## Instructions to follow
Show each line from the records below in which the word "probs" occurs.

Collected data entries:

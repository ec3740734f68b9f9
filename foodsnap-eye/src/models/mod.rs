//! Detector and classifier capabilities

pub mod manager;
pub mod mock;
#[cfg(feature = "onnx")]
pub mod onnx;

pub use manager::{LoadedModels, ModelManager};
pub use mock::MockClassifier;

use crate::error::Result;
use foodsnap_core::ClassScore;
use image::RgbImage;
use serde::{Deserialize, Serialize};

/// Candidate region in source-image pixel coordinates
#[derive(Debug, Clone, Copy, PartialEq, Serialize, Deserialize)]
pub struct DetectionBox {
    pub x1: f32,
    pub y1: f32,
    pub x2: f32,
    pub y2: f32,
    pub detection_score: f32,
}

impl DetectionBox {
    pub fn new(x1: f32, y1: f32, x2: f32, y2: f32, detection_score: f32) -> Self {
        Self {
            x1,
            y1,
            x2,
            y2,
            detection_score,
        }
    }
}

/// Number of candidates kept from a class distribution
pub const TOP_K: usize = 5;

/// Classification of one image: the top class plus the best candidates of
/// the distribution it came from, highest first
#[derive(Debug, Clone, PartialEq, Serialize, Deserialize)]
pub struct ClassificationResult {
    pub label: String,
    pub score: f32,
    #[serde(default)]
    pub top_k: Vec<ClassScore>,
}

impl ClassificationResult {
    /// Single-candidate result
    pub fn new(label: impl Into<String>, score: f32) -> Self {
        let label = label.into();
        Self {
            top_k: vec![ClassScore::new(label.clone(), score)],
            label,
            score,
        }
    }

    /// Reduce a probability distribution over `labels` to its `k` best
    /// finite entries. Ties keep the lower index; an index without a label
    /// is named by its number. `None` when nothing is finite.
    pub fn from_distribution(probs: &[f32], labels: &[String], k: usize) -> Option<Self> {
        let mut ranked: Vec<(usize, f32)> = probs
            .iter()
            .copied()
            .enumerate()
            .filter(|(_, p)| p.is_finite())
            .collect();
        ranked.sort_by(|a, b| b.1.total_cmp(&a.1));
        ranked.truncate(k.max(1));

        let top_k: Vec<ClassScore> = ranked
            .into_iter()
            .map(|(idx, p)| {
                let class = labels.get(idx).cloned().unwrap_or_else(|| idx.to_string());
                ClassScore::new(class, p)
            })
            .collect();

        let best = top_k.first()?;
        Some(Self {
            label: best.class.clone(),
            score: best.score,
            top_k,
        })
    }
}

/// Produces candidate food regions
pub trait Detector: Send + Sync {
    fn name(&self) -> &str;

    fn detect(&self, image: &RgbImage) -> Result<Vec<DetectionBox>>;
}

/// Classifies an image (full frame or crop) over a fixed label set
pub trait Classifier: Send + Sync {
    fn name(&self) -> &str;

    fn classify(&self, image: &RgbImage) -> Result<ClassificationResult>;

    /// Synthetic classifiers report `true` so results can be flagged
    fn is_mock(&self) -> bool {
        false
    }
}

/// Numerically stable softmax
pub fn softmax(logits: &[f32]) -> Vec<f32> {
    let max = logits.iter().copied().fold(f32::NEG_INFINITY, f32::max);
    if !max.is_finite() {
        return vec![0.0; logits.len()];
    }
    let exps: Vec<f32> = logits.iter().map(|v| (v - max).exp()).collect();
    let sum: f32 = exps.iter().sum();
    exps.into_iter().map(|v| v / sum).collect()
}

## Result of this exercise
    pub fn from_distribution(probs: &[f32], labels: &[String], k: usize) -> Option<Self> {
        let mut ranked: Vec<(usize, f32)> = probs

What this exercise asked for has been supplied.